Task prompt:
Work out how many lines in the following entries contain the string "height", and write only that number.

── Exercise data

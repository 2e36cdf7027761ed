//! Input subsystem.
//!
//! Public API is platform-agnostic and does not expose winit types.
//! The runtime translates platform events into `InputEvent`s.

mod frame;
mod state;
mod types;

pub use frame::InputFrame;
pub use state::InputState;
pub use types::{InputEvent, Key, KeyState};
//! Window loop for a single [`Shader`].

use anyhow::Context as _;
use glint_engine::core::{App, AppControl, FrameCtx};
use glint_engine::device::GpuInit;
use glint_engine::input::Key;
use glint_engine::window::Runtime;

use crate::options::{ResizeCallback, ShaderOptions, UpdateCallback};
use crate::shader::Shader;

/// Drives one [`Shader`]: resize, pointer, time, draw, update callback.
pub struct ShaderApp {
    options: ShaderOptions,
    on_resize: Option<ResizeCallback>,
    on_update: Option<UpdateCallback>,
    shader: Option<Shader>,
    /// Last `(width, height, dpi)` passed to the resize routine.
    last_size: Option<(f32, f32, f32)>,
}

impl ShaderApp {
    pub fn new(mut options: ShaderOptions) -> Self {
        let on_resize = options.on_resize.take();
        let on_update = options.on_update.take();
        Self {
            options,
            on_resize,
            on_update,
            shader: None,
            last_size: None,
        }
    }

    pub fn shader(&self) -> Option<&Shader> {
        self.shader.as_ref()
    }

    fn resize_if_needed(&mut self, ctx: &FrameCtx<'_, '_>) {
        let Some(shader) = self.shader.as_mut() else {
            return;
        };

        let (width, height) = ctx.window.logical_size();
        let dpi = ctx.window.scale_factor();
        let size = (width, height, dpi);

        let Some(update) = resize_action(self.last_size, size, self.options.autosize) else {
            return;
        };

        shader.resize(&ctx.render_ctx(), width, height, dpi, update);
        if !update {
            return;
        }
        self.last_size = Some(size);

        if let Some(on_resize) = self.on_resize.as_mut() {
            on_resize(shader, width, height, dpi);
        }
    }
}

/// Decides what a frame at `now` does about size.
///
/// `None` when nothing changed. Otherwise `Some(update)`: attachments always follow the
/// surface, and `update` says whether the `resolution`/`projection` uniforms and the
/// resize callback follow too. Without autosize that happens only on the first frame.
fn resize_action(
    last: Option<(f32, f32, f32)>,
    now: (f32, f32, f32),
    autosize: bool,
) -> Option<bool> {
    match last {
        None => Some(true),
        Some(last) if last == now => None,
        Some(_) => Some(autosize),
    }
}

impl App for ShaderApp {
    fn on_frame(&mut self, ctx: &mut FrameCtx<'_, '_>) -> anyhow::Result<AppControl> {
        if self.shader.is_none() {
            let shader = Shader::new(&ctx.render_ctx(), &self.options)
                .context("failed to create shader")?;
            log::info!(
                "shader ready on {}: {} uniforms, {} attribute buffers, {} vertices",
                ctx.gpu.adapter_info().name,
                shader.uniforms().len(),
                shader.buffers().len(),
                shader.count()
            );
            self.shader = Some(shader);
        }

        if ctx.input_frame.key_pressed(Key::Escape) {
            return Ok(AppControl::Exit);
        }

        self.resize_if_needed(ctx);

        let Some(shader) = self.shader.as_mut() else {
            return Ok(AppControl::Continue);
        };

        if self.options.mousemove && ctx.input_frame.pointer_moved {
            if let Some((x, y)) = ctx.input.pointer_pos {
                shader.mousemove(x, y);
            }
        }

        shader.set_time(ctx.time.elapsed);

        let control = ctx.render(None, |rctx, target| shader.render(rctx, target));

        if let Some(on_update) = self.on_update.as_mut() {
            on_update(shader, ctx.time.dt);
        }

        Ok(control)
    }

    fn on_exit(&mut self) {
        log::debug!("releasing shader resources");
        self.shader = None;
    }
}

/// Opens a window and runs `options` until it is closed.
pub fn run(options: ShaderOptions) -> anyhow::Result<()> {
    let config = options.window.clone();
    Runtime::run(config, GpuInit::default(), ShaderApp::new(options))
}

#[cfg(test)]
mod tests {
    use super::*;

    const SMALL: (f32, f32, f32) = (800.0, 600.0, 1.0);
    const LARGE: (f32, f32, f32) = (1280.0, 720.0, 1.0);

    #[test]
    fn first_frame_always_runs_the_full_resize() {
        assert_eq!(resize_action(None, SMALL, true), Some(true));
        assert_eq!(resize_action(None, SMALL, false), Some(true));
    }

    #[test]
    fn unchanged_size_does_nothing() {
        assert_eq!(resize_action(Some(SMALL), SMALL, true), None);
        assert_eq!(resize_action(Some(SMALL), SMALL, false), None);
    }

    #[test]
    fn changed_size_with_autosize_updates_uniforms() {
        assert_eq!(resize_action(Some(SMALL), LARGE, true), Some(true));
    }

    #[test]
    fn changed_size_without_autosize_only_moves_attachments() {
        assert_eq!(resize_action(Some(SMALL), LARGE, false), Some(false));
    }

    #[test]
    fn scale_factor_change_counts_as_a_resize() {
        let hidpi = (SMALL.0, SMALL.1, 2.0);
        assert_eq!(resize_action(Some(SMALL), hidpi, true), Some(true));
    }
}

────

Response for this exercise:
5